Наш опыт, однако, по сравнению с западным как-то даже навскидку гораздо более тяжеловесен, отягощен присутствием реальности, трением о реальность, ибо не выдуманных и отдельных героев посылают в лабиринты авторы, но — очень мало отличимых от себя самих, носящих то же имя, что и автор (самый известный здесь, конечно, Веня Ерофеев), лишь иногда прикрытое прозрачным псевдонимом (по главному свойству героя и автора — Одиноков).
Имя героя-рассказчика «Свободы» нам не сообщают. Но отгадать его не сложно, и оно опять-таки повторяет имя автора — Михаил. В сущности, оно оформляет все пространство романа, хотя истинная свобода наступает лишь тогда, когда герой отказывается от этого оформления, от вольного или невольного захватывания мира в клещи формируемого собственным «я» универсума, границами, полюсами которого грозит стать «арктосу» (как напоминает автор, по-гречески это значит «медведь») и «антарктиде» (свою вторую половину в романе естественным образом можно обрести только там).
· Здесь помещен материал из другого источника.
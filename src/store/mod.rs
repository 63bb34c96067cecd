//! Snapshot store subsystem.
//!
//! # Data Flow
//! ```text
//! offline pipeline (out of process)
//!     → writes snapshots into a backend (directory, manifest, KV...)
//!
//! live request:
//!     cache key
//!     → lookup.rs (deadline, freshness policy, error → absent)
//!     → SnapshotStore::get (memory.rs | directory.rs)
//!     → Option<CachedDocument>
//! ```
//!
//! # Design Decisions
//! - Read-only from the proxy; there is no write path in request handling
//! - Backends report errors; only the lookup layer decides they mean "absent"
//! - Safe for unbounded concurrent reads (no locks held across awaits)

pub mod directory;
pub mod lookup;
pub mod memory;

use std::path::Path;
use std::sync::Arc;
use std::time::{Duration, SystemTime};

use async_trait::async_trait;
use thiserror::Error;

use crate::config::{StoreConfig, StoreKind};

pub use directory::DirectoryStore;
pub use lookup::{LookupOutcome, SnapshotLookup};
pub use memory::MemoryStore;

/// A previously captured page (or robots/sitemap document).
#[derive(Debug, Clone, PartialEq, Eq)]
pub struct CachedDocument {
    /// Document text, served as-is.
    pub body: String,
    /// When the offline pipeline produced it, if the backend knows.
    pub generated_at: Option<SystemTime>,
}

impl CachedDocument {
    /// A document with no known generation time.
    pub fn new(body: impl Into<String>) -> Self {
        Self {
            body: body.into(),
            generated_at: None,
        }
    }

    /// A document generated at `at`.
    pub fn generated_at(body: impl Into<String>, at: SystemTime) -> Self {
        Self {
            body: body.into(),
            generated_at: Some(at),
        }
    }

    /// Age relative to `now`. Unknown or future timestamps have no age.
    pub fn age(&self, now: SystemTime) -> Option<Duration> {
        self.generated_at.and_then(|at| now.duration_since(at).ok())
    }
}

/// Errors reported by store backends.
#[derive(Debug, Error)]
pub enum StoreError {
    #[error("IO error: {0}")]
    Io(#[from] std::io::Error),

    #[error("Manifest error: {0}")]
    Manifest(#[from] serde_json::Error),

    #[error("Backend error: {0}")]
    Backend(String),
}

/// Read access to snapshots keyed by normalized path.
#[async_trait]
pub trait SnapshotStore: Send + Sync + std::fmt::Debug {
    /// Fetch the document stored under `key`, if any.
    async fn get(&self, key: &str) -> Result<Option<CachedDocument>, StoreError>;

    /// Short backend name for logs.
    fn name(&self) -> &'static str;
}

/// Open the backend selected in configuration.
pub fn open_store(config: &StoreConfig) -> Result<Arc<dyn SnapshotStore>, StoreError> {
    let path = config.path.as_deref().filter(|p| !p.is_empty());
    match (config.kind, path) {
        (StoreKind::Memory, Some(path)) => Ok(Arc::new(MemoryStore::load_manifest(Path::new(path))?)),
        (StoreKind::Memory, None) => {
            tracing::warn!("Memory store has no manifest; every crawler request will be proxied");
            Ok(Arc::new(MemoryStore::new()))
        }
        (StoreKind::Directory, Some(path)) => Ok(Arc::new(DirectoryStore::new(path))),
        (StoreKind::Directory, None) => Err(StoreError::Backend(
            "directory store requires store.path".to_string(),
        )),
    }
}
Истинная свобода наступает тогда, когда герой отказывается от своей «антарктиды» — позаимствованной им из другой семьи, что, может быть, и предопределяет неудержимый люфт мироздания, мерцания вселенных, отличающихся друг от друга незначащими деталями. Ведь здесь тоже полюсом («антарктидой») соприкасаются очень похожие друг на друга миры, так как герой и муж героини, по признанию самого героя, — однотипны. И здесь становится ясно, что некая свобода (не та, до которой герой добирается на последних страницах) дана ему изначально, ибо не он определяется миром, но мир, его окружающий, творится по законам, им выбранным в качестве законов собственного существования. Воистину каждый получает, что хочет, но не всякий этим доволен.